Stored data entries:
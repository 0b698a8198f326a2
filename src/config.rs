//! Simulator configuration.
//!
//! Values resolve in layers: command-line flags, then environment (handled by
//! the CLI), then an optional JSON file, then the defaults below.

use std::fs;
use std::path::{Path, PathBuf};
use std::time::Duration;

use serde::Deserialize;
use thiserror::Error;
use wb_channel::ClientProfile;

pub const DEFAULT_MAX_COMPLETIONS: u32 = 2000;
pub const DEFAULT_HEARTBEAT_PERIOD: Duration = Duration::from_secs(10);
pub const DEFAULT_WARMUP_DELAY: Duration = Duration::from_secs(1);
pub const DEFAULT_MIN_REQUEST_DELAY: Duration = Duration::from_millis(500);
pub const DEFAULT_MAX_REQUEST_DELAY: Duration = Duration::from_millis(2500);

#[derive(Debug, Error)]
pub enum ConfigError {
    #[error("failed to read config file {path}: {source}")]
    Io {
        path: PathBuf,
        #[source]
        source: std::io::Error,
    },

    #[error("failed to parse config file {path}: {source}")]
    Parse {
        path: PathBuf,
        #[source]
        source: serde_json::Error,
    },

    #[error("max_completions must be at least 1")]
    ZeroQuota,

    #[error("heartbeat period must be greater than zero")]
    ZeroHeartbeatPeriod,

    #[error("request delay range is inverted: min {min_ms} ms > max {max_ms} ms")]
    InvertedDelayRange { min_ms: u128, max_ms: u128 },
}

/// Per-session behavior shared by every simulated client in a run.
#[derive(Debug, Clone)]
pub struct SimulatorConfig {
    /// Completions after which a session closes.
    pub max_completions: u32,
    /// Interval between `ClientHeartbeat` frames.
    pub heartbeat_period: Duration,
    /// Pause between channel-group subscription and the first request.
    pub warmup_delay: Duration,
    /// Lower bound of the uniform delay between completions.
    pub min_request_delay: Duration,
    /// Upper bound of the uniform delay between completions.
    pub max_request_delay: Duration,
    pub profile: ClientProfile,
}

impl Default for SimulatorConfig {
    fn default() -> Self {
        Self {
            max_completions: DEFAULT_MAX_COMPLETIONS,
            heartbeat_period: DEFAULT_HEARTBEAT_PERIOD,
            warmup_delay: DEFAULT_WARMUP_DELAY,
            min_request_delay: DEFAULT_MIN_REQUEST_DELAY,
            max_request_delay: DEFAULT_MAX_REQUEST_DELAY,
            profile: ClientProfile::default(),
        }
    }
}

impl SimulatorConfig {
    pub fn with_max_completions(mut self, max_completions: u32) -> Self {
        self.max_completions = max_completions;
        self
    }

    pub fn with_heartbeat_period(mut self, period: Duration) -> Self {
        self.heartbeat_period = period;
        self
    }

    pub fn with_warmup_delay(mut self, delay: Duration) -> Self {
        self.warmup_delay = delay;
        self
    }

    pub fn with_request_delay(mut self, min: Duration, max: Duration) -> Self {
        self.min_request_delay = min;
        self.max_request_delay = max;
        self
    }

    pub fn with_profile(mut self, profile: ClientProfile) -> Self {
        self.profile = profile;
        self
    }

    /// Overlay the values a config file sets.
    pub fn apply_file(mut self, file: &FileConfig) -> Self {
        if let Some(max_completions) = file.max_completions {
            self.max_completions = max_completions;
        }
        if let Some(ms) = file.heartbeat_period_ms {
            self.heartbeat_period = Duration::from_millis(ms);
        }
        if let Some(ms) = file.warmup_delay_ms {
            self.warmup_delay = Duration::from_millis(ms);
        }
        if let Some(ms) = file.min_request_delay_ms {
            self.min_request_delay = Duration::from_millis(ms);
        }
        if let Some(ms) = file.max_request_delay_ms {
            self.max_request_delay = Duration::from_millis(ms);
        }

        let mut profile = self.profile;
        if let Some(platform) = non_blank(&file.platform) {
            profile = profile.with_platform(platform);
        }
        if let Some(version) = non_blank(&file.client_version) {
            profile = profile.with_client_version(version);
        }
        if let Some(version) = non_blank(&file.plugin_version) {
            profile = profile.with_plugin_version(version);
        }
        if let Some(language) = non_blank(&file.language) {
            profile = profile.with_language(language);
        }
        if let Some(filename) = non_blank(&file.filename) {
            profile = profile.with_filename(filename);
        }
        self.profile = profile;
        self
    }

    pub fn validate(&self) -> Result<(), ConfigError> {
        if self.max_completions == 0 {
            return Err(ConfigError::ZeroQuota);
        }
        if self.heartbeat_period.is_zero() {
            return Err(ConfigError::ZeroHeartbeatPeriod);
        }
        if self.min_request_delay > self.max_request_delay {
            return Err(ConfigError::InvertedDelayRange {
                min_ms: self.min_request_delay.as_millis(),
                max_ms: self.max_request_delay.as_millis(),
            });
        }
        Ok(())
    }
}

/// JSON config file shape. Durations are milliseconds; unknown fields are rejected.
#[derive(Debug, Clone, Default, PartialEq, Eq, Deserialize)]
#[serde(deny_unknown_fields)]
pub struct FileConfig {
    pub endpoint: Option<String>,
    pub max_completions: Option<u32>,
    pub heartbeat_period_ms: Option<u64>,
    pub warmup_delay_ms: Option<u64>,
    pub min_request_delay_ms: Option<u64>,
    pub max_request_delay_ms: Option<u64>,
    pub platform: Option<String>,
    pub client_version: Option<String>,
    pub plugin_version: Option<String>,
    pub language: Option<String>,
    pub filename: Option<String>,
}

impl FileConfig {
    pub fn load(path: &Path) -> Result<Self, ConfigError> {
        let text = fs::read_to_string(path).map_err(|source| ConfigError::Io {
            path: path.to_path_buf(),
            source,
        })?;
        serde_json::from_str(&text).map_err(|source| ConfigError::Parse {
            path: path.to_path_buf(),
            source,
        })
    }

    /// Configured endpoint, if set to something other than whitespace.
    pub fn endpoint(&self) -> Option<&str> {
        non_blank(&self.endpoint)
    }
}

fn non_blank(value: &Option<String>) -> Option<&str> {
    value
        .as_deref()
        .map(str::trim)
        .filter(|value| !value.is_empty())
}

Exercise description: Copy every line of the data above, beginning with the first and ending with the line that contains "pub const DEFAULT_MIN_REQUEST_DELAY: Duration", and give nothing more.

Exercise solution:
repository 0b698a8198f326a2
filename src/config.rs
//! Simulator configuration.
//!
//! Values resolve in layers: command-line flags, then environment (handled by
//! the CLI), then an optional JSON file, then the defaults below.

use std::fs;
use std::path::{Path, PathBuf};
use std::time::Duration;

use serde::Deserialize;
use thiserror::Error;
use wb_channel::ClientProfile;

pub const DEFAULT_MAX_COMPLETIONS: u32 = 2000;
pub const DEFAULT_HEARTBEAT_PERIOD: Duration = Duration::from_secs(10);
pub const DEFAULT_WARMUP_DELAY: Duration = Duration::from_secs(1);
pub const DEFAULT_MIN_REQUEST_DELAY: Duration = Duration::from_millis(500);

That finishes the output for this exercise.